# Make Your Own Hard Cider



## readytogo (Apr 6, 2013)

I claim no responsibility for those turning this apple juice into apple jack or any other alcoholic beverage.artydance:
http://www.motherearthnews.com/real...eNews&utm_campaign=09.04.13 DIY#axzz2dwUPcRSL


----------



## LincTex (Apr 1, 2011)

I enjoy good apple cider, but there are too many other things that are not nearly as yummy that I can make alcohol from.... so the cider is safe at my house! 

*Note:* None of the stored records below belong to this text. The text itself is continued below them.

//! Room identity: group channels and direct-message pairs

use serde::Deserialize;
use serde::Serialize;

use crate::models::MessageSource;

/// Logical chat room: a group channel or a direct-message pair.
///
/// Direct rooms are canonical: the participant pair is sorted, so both
/// participants resolve to the same room id regardless of who opened it.
/// Participant ids are opaque tokens that may not contain `-`.
#[derive(Debug, Clone, PartialEq, Eq, Hash, Serialize, Deserialize)]
pub enum RoomId {
    Group(String),
    Direct { a: String, b: String },
}

impl RoomId {
    /// Create a group room
    pub fn group(channel_id: impl Into<String>) -> Self {
        RoomId::Group(channel_id.into())
    }

    /// Create a canonical direct room from a participant pair in any order
    pub fn direct(x: impl Into<String>, y: impl Into<String>) -> Self {
        let x = x.into();
        let y = y.into();
        if x <= y {
            RoomId::Direct { a: x, b: y }
        } else {
            RoomId::Direct { a: y, b: x }
        }
    }

    /// Parse a room id string; `dm-<a>-<b>` encodes a direct pair, anything
    /// else is a group channel id
    pub fn parse(raw: &str) -> Self {
        if let Some(pair) = raw.strip_prefix("dm-") {
            if let Some((x, y)) = pair.split_once('-') {
                if !x.is_empty() && !y.is_empty() {
                    return RoomId::direct(x, y);
                }
            }
        }
        RoomId::Group(raw.to_string())
    }

    /// Canonical string form
    pub fn canonical(&self) -> String {
        match self {
            RoomId::Group(channel_id) => channel_id.clone(),
            RoomId::Direct { a, b } => format!("dm-{a}-{b}"),
        }
    }

    /// Whether a message belongs to this room; direct pairs are checked in
    /// both orientations
    pub fn contains(&self, source: &MessageSource) -> bool {
        match (self, source) {
            (RoomId::Group(channel_id), MessageSource::Group { channel_id: other }) => {
                channel_id == other
            }
            (
                RoomId::Direct { a, b },
                MessageSource::Direct {
                    sender_id,
                    recipient_id,
                },
            ) => {
                (sender_id == a && recipient_id == b) || (sender_id == b && recipient_id == a)
            }
            _ => false,
        }
    }

    /// Build the store record shape for a message sent to this room
    pub fn message_source(&self, sender_id: &str) -> MessageSource {
        match self {
            RoomId::Group(channel_id) => MessageSource::Group {
                channel_id: channel_id.clone(),
            },
            RoomId::Direct { a, b } => {
                let recipient = if sender_id == a { b } else { a };
                MessageSource::Direct {
                    sender_id: sender_id.to_string(),
                    recipient_id: recipient.clone(),
                }
            }
        }
    }
}

impl std::fmt::Display for RoomId {
    fn fmt(&self, f: &mut std::fmt::Formatter<'_>) -> std::fmt::Result {
        write!(f, "{}", self.canonical())
    }
}

#[cfg(test)]
mod tests {
    use super::*;

    #[test]
    fn test_direct_room_is_order_independent() {
        assert_eq!(RoomId::direct("user1", "user2"), RoomId::direct("user2", "user1"));
        assert_eq!(
            RoomId::direct("zoe", "amy").canonical(),
            RoomId::direct("amy", "zoe").canonical()
        );
        assert_eq!(RoomId::direct("amy", "zoe").canonical(), "dm-amy-zoe");
    }

    #[test]
    fn test_parse_direct_and_group() {
        assert_eq!(RoomId::parse("dm-user1-user2"), RoomId::direct("user1", "user2"));
        assert_eq!(RoomId::parse("general"), RoomId::group("general"));
        // malformed dm prefix falls back to a group channel id
        assert_eq!(RoomId::parse("dm-only"), RoomId::group("dm-only"));
    }

    #[test]
    fn test_contains_checks_both_orientations() {
        let room = RoomId::direct("user1", "user2");
        let forward = MessageSource::Direct {
            sender_id: "user1".to_string(),
            recipient_id: "user2".to_string(),
        };
        let reverse = MessageSource::Direct {
            sender_id: "user2".to_string(),
            recipient_id: "user1".to_string(),
        };
        let other = MessageSource::Direct {
            sender_id: "user1".to_string(),
            recipient_id: "user3".to_string(),
        };

        assert!(room.contains(&forward));
        assert!(room.contains(&reverse));
        assert!(!room.contains(&other));
    }

    #[test]
    fn test_group_room_ignores_direct_messages() {
        let room = RoomId::group("support");
        let direct = MessageSource::Direct {
            sender_id: "user1".to_string(),
            recipient_id: "user2".to_string(),
        };
        assert!(!room.contains(&direct));
        assert!(room.contains(&MessageSource::Group {
            channel_id: "support".to_string()
        }));
    }

    #[test]
    fn test_message_source_picks_the_other_participant() {
        let room = RoomId::direct("user1", "user2");
        let source = room.message_source("user2");
        assert_eq!(
            source,
            MessageSource::Direct {
                sender_id: "user2".to_string(),
                recipient_id: "user1".to_string(),
            }
        );
    }
}
//! In-memory ordered message list with identity-based deduplication

use uuid::Uuid;

use crate::models::ChatMessage;

/// Ordered message list for one open room.
///
/// Invariant: each message id appears at most once, for both the initial
/// history merge and every subsequent push event, regardless of
/// re-subscription or replay.
#[derive(Debug, Default)]
pub struct MessageLog {
    entries: Vec<ChatMessage>,
}

impl MessageLog {
    pub fn new() -> Self {
        Self::default()
    }

    /// Insert a message at its timeline position unless its id is already
    /// present; returns whether it was inserted
    pub fn insert(&mut self, message: ChatMessage) -> bool {
        if self.contains(message.id) {
            return false;
        }

        // Keep created_at order; equal timestamps append after existing ones
        let position = self
            .entries
            .iter()
            .rposition(|m| m.created_at <= message.created_at)
            .map_or(0, |idx| idx + 1);
        self.entries.insert(position, message);
        true
    }

    /// Merge a historical load through the same dedup path, so pushes that
    /// arrived before the history resolved are never duplicated
    pub fn merge_history(&mut self, history: Vec<ChatMessage>) -> usize {
        history
            .into_iter()
            .filter(|m| self.insert(m.clone()))
            .count()
    }

    pub fn contains(&self, id: Uuid) -> bool {
        self.entries.iter().any(|m| m.id == id)
    }

    pub fn len(&self) -> usize {
        self.entries.len()
    }

    pub fn is_empty(&self) -> bool {
        self.entries.is_empty()
    }

    pub fn messages(&self) -> &[ChatMessage] {
        &self.entries
    }
}

#[cfg(test)]
mod tests {
    use super::*;
    use chrono::{Duration, Utc};

    use crate::models::{Identity, MessageSource};

    fn message(id: Uuid, offset_secs: i64, content: &str) -> ChatMessage {
        ChatMessage {
            id,
            content: content.to_string(),
            author: Identity {
                id: "user1".to_string(),
                name: "User One".to_string(),
            },
            created_at: Utc::now() + Duration::seconds(offset_secs),
            source: MessageSource::Group {
                channel_id: "general".to_string(),
            },
        }
    }

    #[test]
    fn test_duplicate_ids_inserted_once() {
        let id = Uuid::new_v4();
        let mut log = MessageLog::new();

        assert!(log.insert(message(id, 0, "hello")));
        assert!(!log.insert(message(id, 1, "hello again")));
        assert_eq!(log.len(), 1);
    }

    #[test]
    fn test_push_before_history_merge_dedupes() {
        let shared = Uuid::new_v4();
        let mut log = MessageLog::new();

        // push event lands before history resolves
        log.insert(message(shared, 5, "pushed"));

        let history = vec![
            message(Uuid::new_v4(), 1, "older"),
            message(shared, 5, "pushed"),
            message(Uuid::new_v4(), 3, "middle"),
        ];
        let merged = log.merge_history(history);

        assert_eq!(merged, 2);
        assert_eq!(log.len(), 3);
        assert_eq!(log.messages().iter().filter(|m| m.id == shared).count(), 1);
    }

    #[test]
    fn test_timeline_order_after_out_of_order_inserts() {
        let mut log = MessageLog::new();
        log.insert(message(Uuid::new_v4(), 10, "third"));
        log.insert(message(Uuid::new_v4(), 0, "first"));
        log.insert(message(Uuid::new_v4(), 5, "second"));

        let contents: Vec<_> = log.messages().iter().map(|m| m.content.as_str()).collect();
        assert_eq!(contents, vec!["first", "second", "third"]);
    }

    #[test]
    fn test_replay_interleavings_keep_each_id_once() {
        let ids: Vec<Uuid> = (0..4).map(|_| Uuid::new_v4()).collect();
        let mut log = MessageLog::new();

        // history, replayed pushes, then the same history again
        log.merge_history(ids.iter().enumerate().map(|(i, &id)| message(id, i as i64, "m")).collect());
        for &id in &ids {
            log.insert(message(id, 99, "replayed"));
        }
        log.merge_history(ids.iter().enumerate().map(|(i, &id)| message(id, i as i64, "m")).collect());

        assert_eq!(log.len(), ids.len());
        for &id in &ids {
            assert_eq!(log.messages().iter().filter(|m| m.id == id).count(), 1);
        }
    }
}
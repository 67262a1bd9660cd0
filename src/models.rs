use chrono::{DateTime, Utc};
use serde::{Deserialize, Serialize};
use uuid::Uuid;

/// Document lifecycle status; only active documents are searched or backfilled
#[derive(Debug, Clone, Copy, PartialEq, Eq, Serialize, Deserialize)]
#[serde(rename_all = "lowercase")]
pub enum DocumentStatus {
    Active,
    Inactive,
}

impl DocumentStatus {
    pub fn as_str(self) -> &'static str {
        match self {
            DocumentStatus::Active => "active",
            DocumentStatus::Inactive => "inactive",
        }
    }
}

impl From<&str> for DocumentStatus {
    fn from(value: &str) -> Self {
        match value {
            "inactive" => DocumentStatus::Inactive,
            _ => DocumentStatus::Active,
        }
    }
}

/// Stored knowledge-base document
#[derive(Debug, Clone, Serialize, Deserialize)]
pub struct Document {
    pub id: Uuid,
    pub content: String,
    pub document_type: String,
    pub metadata: serde_json::Value,
    pub status: DocumentStatus,
    /// Absent until the backfill queue or upload path computes it
    pub embedding: Option<Vec<f32>>,
}

/// An active document still waiting for its embedding
#[derive(Debug, Clone, PartialEq, Eq)]
pub struct PendingDocument {
    pub id: Uuid,
    pub content: String,
}

/// A document returned by similarity search, transient per query
#[derive(Debug, Clone, Serialize, Deserialize)]
pub struct DocumentMatch {
    pub id: Uuid,
    pub name: String,
    pub document_type: String,
    pub source: String,
    pub content: String,
    /// Cosine similarity in [0, 1]
    pub similarity: f32,
    pub metadata: serde_json::Value,
}

/// Result of query enhancement
#[derive(Debug, Clone, Serialize, Deserialize)]
pub struct EnhancedQuery {
    pub enhanced_prompt: String,
    pub documents_found: usize,
    pub has_context: bool,
    /// Populated when enhancement degraded to the original query
    pub error: Option<String>,
}

impl EnhancedQuery {
    /// Degraded fallback: the original query passes through unchanged
    pub fn degraded(query: &str, error: String) -> Self {
        Self {
            enhanced_prompt: query.to_string(),
            documents_found: 0,
            has_context: false,
            error: Some(error),
        }
    }

    pub fn is_degraded(&self) -> bool {
        self.error.is_some()
    }
}

/// Authenticated caller identity, provided by the surrounding app's session
#[derive(Debug, Clone, PartialEq, Eq, Serialize, Deserialize)]
pub struct Identity {
    pub id: String,
    pub name: String,
}

/// Session handle used to stamp authorship and gate sends
#[derive(Debug, Clone, Default)]
pub struct Session {
    identity: Option<Identity>,
}

impl Session {
    pub fn new(identity: Option<Identity>) -> Self {
        Self { identity }
    }

    pub fn authenticated(id: impl Into<String>, name: impl Into<String>) -> Self {
        Self {
            identity: Some(Identity {
                id: id.into(),
                name: name.into(),
            }),
        }
    }

    pub fn current_identity(&self) -> Option<&Identity> {
        self.identity.as_ref()
    }
}

/// Backing store for a chat message: group channel or direct-message pair
#[derive(Debug, Clone, PartialEq, Eq, Serialize, Deserialize)]
#[serde(tag = "kind", rename_all = "snake_case")]
pub enum MessageSource {
    Group { channel_id: String },
    Direct { sender_id: String, recipient_id: String },
}

/// A chat message, immutable once written
#[derive(Debug, Clone, Serialize, Deserialize)]
pub struct ChatMessage {
    pub id: Uuid,
    pub content: String,
    pub author: Identity,
    pub created_at: DateTime<Utc>,
    pub source: MessageSource,
}

/// A message about to be written by the send path
#[derive(Debug, Clone)]
pub struct NewMessage {
    pub content: String,
    pub author: Identity,
    pub source: MessageSource,
}

/// Connection state of an open chat view
#[derive(Debug, Clone, Copy, PartialEq, Eq)]
pub enum ConnectionState {
    Connecting,
    Connected,
    /// Live push unavailable; sends still go through direct writes
    ConnectedBroadcastFallback,
    Disconnected,
    AuthError,
}

impl ConnectionState {
    /// The UI treats broadcast fallback as connected
    pub fn is_connected(self) -> bool {
        matches!(
            self,
            ConnectionState::Connected | ConnectionState::ConnectedBroadcastFallback
        )
    }
}

#[cfg(test)]
mod tests {
    use super::*;

    #[test]
    fn test_degraded_enhancement_passes_query_through() {
        let degraded = EnhancedQuery::degraded("what is the refund policy?", "boom".to_string());
        assert_eq!(degraded.enhanced_prompt, "what is the refund policy?");
        assert_eq!(degraded.documents_found, 0);
        assert!(!degraded.has_context);
        assert!(degraded.is_degraded());
    }

    #[test]
    fn test_connection_state_is_connected() {
        assert!(ConnectionState::Connected.is_connected());
        assert!(ConnectionState::ConnectedBroadcastFallback.is_connected());
        assert!(!ConnectionState::Connecting.is_connected());
        assert!(!ConnectionState::Disconnected.is_connected());
        assert!(!ConnectionState::AuthError.is_connected());
    }

    #[test]
    fn test_document_status_round_trip() {
        assert_eq!(DocumentStatus::from("active"), DocumentStatus::Active);
        assert_eq!(DocumentStatus::from("inactive"), DocumentStatus::Inactive);
        assert_eq!(DocumentStatus::Active.as_str(), "active");
    }

    #[test]
    fn test_message_source_tagged_serialization() {
        let source = MessageSource::Direct {
            sender_id: "user1".to_string(),
            recipient_id: "user2".to_string(),
        };
        let json = serde_json::to_value(&source).unwrap();
        assert_eq!(json["kind"], "direct");
        assert_eq!(json["sender_id"], "user1");
    }
}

Chokecherries and plums grow abundantly "up north" and make GREAT wine!!


----------



## Wellrounded (Sep 25, 2011)

The order of use for our apples is

1. Canned
2. Dried
3. Vinegar (peel and cores from the above as well)
4. Canned juice.
5. Whatever is left is made into hard cider.


----------



## LincTex (Apr 1, 2011)

Wellrounded said:


> The order of use for our apples is
> 3. Vinegar (peel and cores from the above as well)


Do you remove the seeds to prevent cyanide leeching?
http://chemistry.about.com/od/healthsafety/f/Do-Apple-Seeds-Contain-Poison.htm


----------



## Magus (Dec 1, 2008)

Don't you Yankees know cider is made out of THE PEELINGS!
And what's this crap about adding yeast?

Look at this:
Get a gallon stew pot going to a low boil and 3 gallons of good clean peelings.
Boil the peelings until they wilt and go brown and keep adding peelings until the 
slop[what you're making] won't take any more.strain through a piece of good 
coarse weave cotton into another pot and repeat until the peelings are gone.

You should have 2 gallons, if not.add a bit of spring water, the chlorinated crap kills 
the ferment.

add two cups of sugar and stir well.let cool an an open container and run it through 
your bubbler style beer fermenter. in mid fall it should take about a week, any longer and
it mothers and goes to vinegar.

Pour in an open 1 gallon crock and set upright in the freezer or outside if its cold enough.
Check it in an hour and dip the skim of ice off the top. repeat 5 times.this is what "buttgeyser"
calls "ice brewing". when the gallon is a bit more than 3/4ths full, transfer to a heavy glass wine
jug and store in a cool, dark place or refrigerate. should be about ten proof.

The used peelings are great for horses, cows or hogs or the composting pit.


----------



## Enchant18 (Feb 21, 2012)

Magus, 
If you share your cider making knowledge with me I will send you some of the first batch!!


----------



## Magus (Dec 1, 2008)

Just did. ^^


----------



## Enchant18 (Feb 21, 2012)

My Internet is slow....
Thank you


----------



## Wellrounded (Sep 25, 2011)

LincTex said:


> Do you remove the seeds to prevent cyanide leeching?
> http://chemistry.about.com/od/healthsafety/f/Do-Apple-Seeds-Contain-Poison.htm


For vinegar, I steam juice the peels and cores, I don't leave them sitting in the crock. The percent of total juice used for vinegar from peels and cores is low anyway, most comes from whole apples.


----------